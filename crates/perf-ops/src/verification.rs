//! Deterministic write/read pairs for read-after-write verification.
//!
//! Row `i` is keyed by [`encode_key`] and holds [`encode_value`]. Running
//! [`VerificationWriteOp`] over a range and later [`VerificationReadOp`] over
//! the same range checks that every row came back intact.

use crate::error::RowOpError;
use crate::metrics::RowOpMetrics;
use crate::operation::RowOperation;
use crate::report::{MismatchInfo, VerificationReport};
use perf_core::codec::{encode_key, encode_value};
use perf_core::{Row, RowGet, RowOpConfig, StoreClient};
use std::time::Instant;
use tracing::{info, warn};

/// Writes the fixed key/value pair for each row index.
pub struct VerificationWriteOp<S> {
    store: S,
    config: RowOpConfig,
    metrics: RowOpMetrics,
}

impl<S: StoreClient> VerificationWriteOp<S> {
    pub fn new(store: S, config: RowOpConfig) -> Result<Self, RowOpError> {
        config.validate()?;
        info!(
            "verificationWrite targeting '{}' ({}:{}, write_to_wal={})",
            config.table, config.family, config.qualifier, config.write_to_wal
        );
        Ok(Self {
            store,
            config,
            metrics: RowOpMetrics::default(),
        })
    }
}

impl<S: StoreClient> RowOperation for VerificationWriteOp<S> {
    fn name(&self) -> &'static str {
        "verificationWrite"
    }

    fn execute(&mut self, i: i32) -> Result<(), RowOpError> {
        let row = Row::new(
            encode_key(i),
            self.config.family_bytes(),
            self.config.qualifier_bytes(),
            encode_value(i),
        )
        .with_write_to_wal(self.config.write_to_wal);

        let start = Instant::now();
        let result = self.store.put(&self.config.table, &row);
        self.metrics.store_duration += start.elapsed();
        result?;

        self.metrics.rows_written += 1;
        self.metrics.rows_executed += 1;
        Ok(())
    }

    fn metrics(&self) -> &RowOpMetrics {
        &self.metrics
    }
}

/// Reads the fixed key for each row index and compares the stored value
/// byte for byte with the expected encoding.
///
/// A wrong or absent value is logged and recorded in the
/// [`VerificationReport`]; it does not fail the call.
pub struct VerificationReadOp<S> {
    store: S,
    config: RowOpConfig,
    report: VerificationReport,
    metrics: RowOpMetrics,
}

impl<S: StoreClient> VerificationReadOp<S> {
    pub fn new(store: S, config: RowOpConfig) -> Result<Self, RowOpError> {
        config.validate()?;
        info!(
            "verificationRead targeting '{}' ({}:{})",
            config.table, config.family, config.qualifier
        );
        Ok(Self {
            store,
            config,
            report: VerificationReport::default(),
            metrics: RowOpMetrics::default(),
        })
    }

    pub fn report(&self) -> &VerificationReport {
        &self.report
    }

    /// Hand over the report collected so far and start a fresh one.
    pub fn take_report(&mut self) -> VerificationReport {
        std::mem::take(&mut self.report)
    }
}

impl<S: StoreClient> RowOperation for VerificationReadOp<S> {
    fn name(&self) -> &'static str {
        "verificationRead"
    }

    fn execute(&mut self, i: i32) -> Result<(), RowOpError> {
        let get = RowGet::new(
            encode_key(i),
            self.config.family_bytes(),
            self.config.qualifier_bytes(),
        );

        let start = Instant::now();
        let result = self.store.get(&self.config.table, &get);
        self.metrics.store_duration += start.elapsed();
        let actual = result?;
        self.metrics.rows_read += 1;

        let expected = encode_value(i);
        if actual.as_deref() == Some(expected.as_slice()) {
            self.report.record_match();
        } else {
            let info = MismatchInfo {
                index: i,
                key: get.key,
                expected,
                actual,
            };
            warn!(
                key = %info.key_string(),
                missing = info.is_missing(),
                "Row {} not expected",
                info.key_string()
            );
            self.report.record_mismatch(info);
        }

        self.metrics.rows_executed += 1;
        Ok(())
    }

    fn metrics(&self) -> &RowOpMetrics {
        &self.metrics
    }

    fn verification_report(&self) -> Option<&VerificationReport> {
        Some(&self.report)
    }
}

_Assignment_
Your answer must be a copy of every line in the data above that holds the string "index".

_Answer_
/// Writes the fixed key/value pair for each row index.
/// Reads the fixed key for each row index and compares the stored value
                index: i,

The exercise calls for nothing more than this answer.